Too often our more experienced employees have enough scar tissue from early attempts at innovation that they have simply quit trying. Process-centric bureaucracies don’t often reward non-compliance and creativity. Quite the opposite, they tend to stamp them out. I once had a boss actually tell me to “quit thinking and start doing.” He wasn’t my favorite boss. 

Interestingly, studies have shown that the average age of a majority of successful innovators is somewhere in the mid-40s or later.  See RPRN Mag, or Newsweek, or Government Executive. Research indicates that it is often the nexus of experience and the willingness to fail that brings about the best innovations in any organization. That is, of course, if their organization lets them.

If we want to modernize, we need to change our culture. Our challenge as leaders is to overcome the existing risk-averse culture, and try to instill a culture of innovation. This means seeking out change leaders and innovators throughout your organization and empowering them to make things better. It means reinforcing innovative successes and underwriting honest failures. It means identifying and exploiting talent in every part of your organization regardless of demographics, including age, rank, or longevity with the firm. 

Since we embarked on our modernization effort we have received literally hundreds of great ideas from across the organization.

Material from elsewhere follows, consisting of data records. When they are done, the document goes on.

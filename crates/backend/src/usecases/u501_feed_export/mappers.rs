use contracts::domain::a003_amazon_profile::aggregate::AmazonProfile;
use contracts::domain::a006_catalog_product::aggregate::CatalogProduct;

use crate::shared::mws::{FieldMap, FieldValue};

/// Attributes emitted directly under the Product element, in schema
/// order
pub const BASE_ATTRIBUTES: &[&str] = &[
    "SKU",
    "StandardProductID",
    "ProductTaxCode",
    "LaunchDate",
    "DiscontinueDate",
    "ReleaseDate",
    "ExternalProductUrl",
    "OffAmazonChannel",
    "OnAmazonChannel",
    "Condition",
    "Rebate",
    "ItemPackageQuantity",
    "NumberOfItems",
];

/// Attributes nested under DescriptionData, in schema order
pub const DESCRIPTION_DATA_ATTRIBUTES: &[&str] = &[
    "Title",
    "Brand",
    "Designer",
    "Description",
    "BulletPoint",
    "ItemDimensions",
    "PackageDimensions",
    "PackageWeight",
    "ShippingWeight",
    "MerchantCatalogNumber",
    "MSRP",
    "MaxOrderQuantity",
    "SerialNumberRequired",
    "Prop65",
    "LegalDisclaimer",
    "Manufacturer",
    "MfrPartNumber",
    "SearchTerms",
    "PlatinumKeywords",
    "RecommendedBrowseNode",
    "Memorabilia",
    "Autographed",
    "UsedFor",
    "ItemType",
    "OtherItemAttributes",
    "TargetAudience",
    "SubjectContent",
    "IsGiftWrapAvailable",
    "IsGiftMessageAvailable",
    "IsDiscontinuedByManufacturer",
    "MaxAggregateShipQuantity",
];

/// Standard product IDs accept at most 16 characters
const STANDARD_PRODUCT_ID_MAX: usize = 16;

/// Everything a resolver may draw on when producing one attribute
pub struct MappingContext<'a> {
    pub product: &'a CatalogProduct,
    pub profile: &'a AmazonProfile,
}

/// Strategy producing the value of one named attribute. Registered
/// resolvers take precedence over the built-in profile and product
/// lookups.
pub trait AttributeResolver: Send + Sync {
    fn attribute(&self) -> &str;
    fn resolve(&self, ctx: &MappingContext<'_>) -> Option<FieldValue>;
}

struct StandardProductIdResolver;

impl AttributeResolver for StandardProductIdResolver {
    fn attribute(&self) -> &str {
        "StandardProductID"
    }

    fn resolve(&self, ctx: &MappingContext<'_>) -> Option<FieldValue> {
        let upc = ctx.product.upc.as_deref()?;
        if upc.is_empty() {
            return None;
        }
        let value: String = upc.chars().take(STANDARD_PRODUCT_ID_MAX).collect();
        Some(FieldValue::Map(vec![
            ("Type".into(), FieldValue::text("UPC")),
            ("Value".into(), FieldValue::Text(value)),
        ]))
    }
}

/// Maps a catalog product and its profile onto the attribute sets the
/// product feed carries. Values resolve in three tiers: a registered
/// resolver, then the profile, then the product itself; falsy values
/// are dropped.
pub struct ProductMapper {
    resolvers: Vec<Box<dyn AttributeResolver>>,
}

impl ProductMapper {
    pub fn new() -> Self {
        Self {
            resolvers: vec![Box::new(StandardProductIdResolver)],
        }
    }

    pub fn with_resolver(mut self, resolver: Box<dyn AttributeResolver>) -> Self {
        self.resolvers.push(resolver);
        self
    }

    fn resolve(&self, attribute: &str, ctx: &MappingContext<'_>) -> Option<FieldValue> {
        if let Some(resolver) = self.resolvers.iter().find(|r| r.attribute() == attribute) {
            if let Some(value) = resolver.resolve(ctx) {
                return Some(value);
            }
        }
        profile_value(attribute, ctx).or_else(|| product_value(attribute, ctx))
    }

    /// Product-level attributes, in schema order, falsy values omitted
    pub fn base_fields(&self, ctx: &MappingContext<'_>) -> FieldMap {
        self.collect(BASE_ATTRIBUTES, ctx)
    }

    /// DescriptionData attributes, in schema order, falsy values
    /// omitted
    pub fn description_fields(&self, ctx: &MappingContext<'_>) -> FieldMap {
        self.collect(DESCRIPTION_DATA_ATTRIBUTES, ctx)
    }

    fn collect(&self, attributes: &[&str], ctx: &MappingContext<'_>) -> FieldMap {
        let mut fields = FieldMap::new();
        for attribute in attributes {
            if let Some(value) = self.resolve(attribute, ctx) {
                fields.insert_truthy(*attribute, value);
            }
        }
        fields
    }
}

impl Default for ProductMapper {
    fn default() -> Self {
        Self::new()
    }
}

fn profile_value(attribute: &str, ctx: &MappingContext<'_>) -> Option<FieldValue> {
    let profile = ctx.profile;
    match attribute {
        "SKU" => Some(FieldValue::text(profile.sku.clone())),
        "ProductTaxCode" => profile.product_tax_code.clone().map(FieldValue::Text),
        "LaunchDate" => profile.launch_date.map(|d| FieldValue::Text(d.to_rfc3339())),
        "ReleaseDate" => profile
            .release_date
            .map(|d| FieldValue::Text(d.to_rfc3339())),
        "ItemPackageQuantity" => profile
            .item_package_quantity
            .map(|n| FieldValue::Int(n as i64)),
        "NumberOfItems" => profile.number_of_items.map(|n| FieldValue::Int(n as i64)),
        _ => None,
    }
}

fn product_value(attribute: &str, ctx: &MappingContext<'_>) -> Option<FieldValue> {
    let product = ctx.product;
    match attribute {
        "Title" => Some(FieldValue::text(product.title().to_string())),
        "Brand" => product.brand.clone().map(FieldValue::Text),
        _ => None,
    }
}

#[cfg(test)]
mod tests {
    use super::*;

    fn fixture(upc: Option<&str>) -> (CatalogProduct, AmazonProfile) {
        let mut product =
            CatalogProduct::new_for_insert("Leather wallet".into(), upc.map(String::from));
        product.brand = Some("Acme".into());
        let profile = AmazonProfile::new_for_insert(product.base.id, "WALLET-1".into());
        (product, profile)
    }

    #[test]
    fn standard_product_id_is_truncated_upc() {
        let (product, profile) = fixture(Some("012345678901234567890"));
        let mapper = ProductMapper::new();
        let ctx = MappingContext {
            product: &product,
            profile: &profile,
        };
        let fields = mapper.base_fields(&ctx);
        match fields.get("StandardProductID") {
            Some(FieldValue::Map(entries)) => {
                assert_eq!(entries[0], ("Type".into(), FieldValue::text("UPC")));
                assert_eq!(
                    entries[1],
                    ("Value".into(), FieldValue::text("0123456789012345"))
                );
            }
            other => panic!("unexpected value: {:?}", other),
        }
    }

    #[test]
    fn absent_and_falsy_values_are_omitted() {
        let (mut product, mut profile) = fixture(None);
        product.brand = Some(String::new());
        profile.item_package_quantity = Some(0);
        let mapper = ProductMapper::new();
        let ctx = MappingContext {
            product: &product,
            profile: &profile,
        };
        let base = mapper.base_fields(&ctx);
        let description = mapper.description_fields(&ctx);
        assert!(base.contains_key("SKU"));
        assert!(!base.contains_key("StandardProductID"));
        assert!(!base.contains_key("ItemPackageQuantity"));
        assert!(description.contains_key("Title"));
        assert!(!description.contains_key("Brand"));
    }

    #[test]
    fn registered_resolvers_take_precedence() {
        struct FixedTitle;
        impl AttributeResolver for FixedTitle {
            fn attribute(&self) -> &str {
                "Title"
            }
            fn resolve(&self, _ctx: &MappingContext<'_>) -> Option<FieldValue> {
                Some(FieldValue::text("Override"))
            }
        }
        let (product, profile) = fixture(None);
        let mapper = ProductMapper::new().with_resolver(Box::new(FixedTitle));
        let ctx = MappingContext {
            product: &product,
            profile: &profile,
        };
        let description = mapper.description_fields(&ctx);
        assert_eq!(
            description.get("Title"),
            Some(&FieldValue::text("Override"))
        );
    }
}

Unsurprisingly many of the best ideas have come from our most experienced workers. Moreover, the experienced workforce knows how these great ideas might actually work in our risk-averse organization and are taking the initiative to make things happen. I couldn’t be more impressed by the way many people have begun embracing new ideas.

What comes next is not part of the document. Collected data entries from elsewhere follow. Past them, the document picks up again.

use contracts::domain::a006_catalog_product::aggregate::StockRecord;

use super::repository;

/// Apply an Amazon-reported supply quantity to a stock record. The
/// reported figure is already net of the network's own reservations,
/// so the local allocation counter is reset rather than kept.
pub async fn set_amazon_supply_quantity(
    record: &mut StockRecord,
    quantity: i32,
    commit: bool,
) -> anyhow::Result<()> {
    record.num_in_stock = quantity;
    record.num_allocated = 0;
    if commit {
        repository::update_stock_record(record).await?;
    }
    Ok(())
}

It doesn’t seem to matter how young or old our innovators are, or where they are in the organization’s hierarchy. What seems to matter is how willing they are to imagine a better way to do things and a willingness implement change.

Leaders need to back these innovators, and give them a voice when the process-driven culture lashes back at them. 

By the way, Steve Jobs was well over 50 when Apple introduced the IPhone. Just saying.

Story

A Poor Sailor Blames the Wind

One of the best jobs I ever had was commanding a battalion responsible for transforming raw recruits into Soldiers. There are many great professionals involved in this very difficult mission, but the key to successfully training young men and women lies with the Drill Sergeant. This is a tough job which tends to wear out our NCOs, so the Army normally limits a Drill Sergeant’s time “on the trail” to two years. This means that every training unit experiences 50% turnover in its most critical personnel every year.

Training units responsible for Army Basic Combat Training are typically required to brief their performance and training achievements semi-annually. This consists of a series of briefings from subordinate companies which are then rolled into battalion briefings and presented to a General Officer somewhere up the chain. In typical Army fashion these briefings are most often PowerPoint marathons where staffs compile and present often-meaningless statistics that “prove” the unit is doing a great job training young recruits and managing their training cadre.

Likely the most mockable portion of these briefings is the inevitable “Red, Amber, Green” assessment (or T,P,U assessment where units report if they are “Trained, need Practice, or are Untrained”) which require some form of assessment by commanders about their own units. There is usually some magical formula behind the ratings that give the appearance of objectivity to the proceedings.

A few years ago, as a new battalion commander, I got to watch a series of these briefings where I saw nearly every company commander report themselves as Amber or “needs Practice” on the Mission Essential Task of “Train Soldiers.” The reasoning behind the Amber rating was that each unit had “lots of new Drill Sergeants who lacked the experience to get us to Green.” This was usually acknowledged with a sympathetic knod.